# [Available data]
▽

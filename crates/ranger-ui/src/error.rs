use thiserror::Error;

#[derive(Debug, Clone, PartialEq, Eq, Error)]
pub enum Error {
    #[error("empty domain: min ({min}) must be less than max ({max})")]
    EmptyDomain { min: i32, max: i32 },
}

pub type Result<T> = std::result::Result<T, Error>;
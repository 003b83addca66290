use crate::view::{Points, Scene, SceneNode};
use crate::{Color, Rect, Vec2};

/// Drawing target handed to `Widget::render`.
///
/// Every shape is drawn filled and then outlined with a one pixel stroke,
/// which is how toolkit device contexts with a pen and a brush behave.
pub trait Surface {
    /// Resets the surface to a solid background.
    fn clear(&mut self, color: Color);

    fn draw_rect(&mut self, rect: Rect, fill: Color, outline: Color);

    /// Draws `points` translated by `offset`.
    fn draw_polygon(&mut self, points: &[Vec2], offset: Vec2, fill: Color, outline: Color);
}

impl Surface for Scene {
    fn clear(&mut self, color: Color) {
        self.clear_color = color;
        self.nodes.clear();
    }

    fn draw_rect(&mut self, rect: Rect, fill: Color, outline: Color) {
        self.nodes.push(SceneNode::Rect {
            rect,
            color: fill,
            radius: 0.0,
        });
        self.nodes.push(SceneNode::Border {
            rect,
            color: outline,
            width: 1.0,
            radius: 0.0,
        });
    }

    fn draw_polygon(&mut self, points: &[Vec2], offset: Vec2, fill: Color, outline: Color) {
        let placed: Points = points.iter().map(|p| p.offset(offset)).collect();
        self.nodes.push(SceneNode::Polygon {
            points: placed.clone(),
            color: fill,
        });
        self.nodes.push(SceneNode::PolygonBorder {
            points: placed,
            color: outline,
            width: 1.0,
        });
    }
}
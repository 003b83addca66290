#[derive(Clone, Copy, Debug, Default, PartialEq)]
pub struct Vec2 {
    pub x: f32,
    pub y: f32,
}

impl Vec2 {
    pub const fn new(x: f32, y: f32) -> Self {
        Self { x, y }
    }

    pub fn offset(self, by: Vec2) -> Vec2 {
        Vec2 {
            x: self.x + by.x,
            y: self.y + by.y,
        }
    }
}

#[derive(Clone, Copy, Debug, Default, PartialEq)]
pub struct Size {
    pub width: f32,
    pub height: f32,
}

impl Size {
    pub const fn new(width: f32, height: f32) -> Self {
        Self { width, height }
    }

    /// Component-wise maximum, used to enforce minimum sizes.
    pub fn max(self, other: Size) -> Size {
        Size {
            width: self.width.max(other.width),
            height: self.height.max(other.height),
        }
    }
}

#[derive(Clone, Copy, Debug, Default, PartialEq)]
pub struct Rect {
    pub x: f32,
    pub y: f32,
    pub w: f32,
    pub h: f32,
}

impl Rect {
    pub fn from_origin_size(origin: Vec2, size: Size) -> Self {
        Rect {
            x: origin.x,
            y: origin.y,
            w: size.width,
            h: size.height,
        }
    }

    pub fn contains(&self, p: Vec2) -> bool {
        p.x >= self.x && p.x <= self.x + self.w && p.y >= self.y && p.y <= self.y + self.h
    }

    pub fn origin(&self) -> Vec2 {
        Vec2 {
            x: self.x,
            y: self.y,
        }
    }

    pub fn size(&self) -> Size {
        Size {
            width: self.w,
            height: self.h,
        }
    }
}
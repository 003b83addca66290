pub use crate::color::Color;
pub use crate::geometry::{Rect, Size, Vec2};
pub use crate::host::{HeadlessHost, Host};
pub use crate::input::*;
pub use crate::render_api::Surface;
pub use crate::view::{Points, Scene, SceneNode, WidgetId};
pub use crate::widget::Widget;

△

# [Task instructions]
Each of the entries above needs to be given again exactly.

# [Reply to the exercise]
filename crates/ranger-ui/src/error.rs
use thiserror::Error;

#[derive(Debug, Clone, PartialEq, Eq, Error)]
pub enum Error {
    #[error("empty domain: min ({min}) must be less than max ({max})")]
    EmptyDomain { min: i32, max: i32 },
}

pub type Result<T> = std::result::Result<T, Error>;
repository 003b83addca66290
use crate::view::{Points, Scene, SceneNode};
use crate::{Color, Rect, Vec2};

/// Drawing target handed to `Widget::render`.
///
/// Every shape is drawn filled and then outlined with a one pixel stroke,
/// which is how toolkit device contexts with a pen and a brush behave.
pub trait Surface {
    /// Resets the surface to a solid background.
    fn clear(&mut self, color: Color);

    fn draw_rect(&mut self, rect: Rect, fill: Color, outline: Color);

    /// Draws `points` translated by `offset`.
    fn draw_polygon(&mut self, points: &[Vec2], offset: Vec2, fill: Color, outline: Color);
}

impl Surface for Scene {
    fn clear(&mut self, color: Color) {
        self.clear_color = color;
        self.nodes.clear();
    }

    fn draw_rect(&mut self, rect: Rect, fill: Color, outline: Color) {
        self.nodes.push(SceneNode::Rect {
            rect,
            color: fill,
            radius: 0.0,
        });
        self.nodes.push(SceneNode::Border {
            rect,
            color: outline,
            width: 1.0,
            radius: 0.0,
        });
    }

    fn draw_polygon(&mut self, points: &[Vec2], offset: Vec2, fill: Color, outline: Color) {
        let placed: Points = points.iter().map(|p| p.offset(offset)).collect();
        self.nodes.push(SceneNode::Polygon {
            points: placed.clone(),
            color: fill,
        });
        self.nodes.push(SceneNode::PolygonBorder {
            points: placed,
            color: outline,
            width: 1.0,
        });
    }
}
repository 003b83addca66290
#[derive(Clone, Copy, Debug, Default, PartialEq)]
pub struct Vec2 {
    pub x: f32,
    pub y: f32,
}

impl Vec2 {
    pub const fn new(x: f32, y: f32) -> Self {
        Self { x, y }
    }

    pub fn offset(self, by: Vec2) -> Vec2 {
        Vec2 {
            x: self.x + by.x,
            y: self.y + by.y,
        }
    }
}

#[derive(Clone, Copy, Debug, Default, PartialEq)]
pub struct Size {
    pub width: f32,
    pub height: f32,
}

impl Size {
    pub const fn new(width: f32, height: f32) -> Self {
        Self { width, height }
    }

    /// Component-wise maximum, used to enforce minimum sizes.
    pub fn max(self, other: Size) -> Size {
        Size {
            width: self.width.max(other.width),
            height: self.height.max(other.height),
        }
    }
}

#[derive(Clone, Copy, Debug, Default, PartialEq)]
pub struct Rect {
    pub x: f32,
    pub y: f32,
    pub w: f32,
    pub h: f32,
}

impl Rect {
    pub fn from_origin_size(origin: Vec2, size: Size) -> Self {
        Rect {
            x: origin.x,
            y: origin.y,
            w: size.width,
            h: size.height,
        }
    }

    pub fn contains(&self, p: Vec2) -> bool {
        p.x >= self.x && p.x <= self.x + self.w && p.y >= self.y && p.y <= self.y + self.h
    }

    pub fn origin(&self) -> Vec2 {
        Vec2 {
            x: self.x,
            y: self.y,
        }
    }

    pub fn size(&self) -> Size {
        Size {
            width: self.w,
            height: self.h,
        }
    }
}
repository 003b83addca66290
pub use crate::color::Color;
pub use crate::geometry::{Rect, Size, Vec2};
pub use crate::host::{HeadlessHost, Host};
pub use crate::input::*;
pub use crate::render_api::Surface;
pub use crate::view::{Points, Scene, SceneNode, WidgetId};
pub use crate::widget::Widget;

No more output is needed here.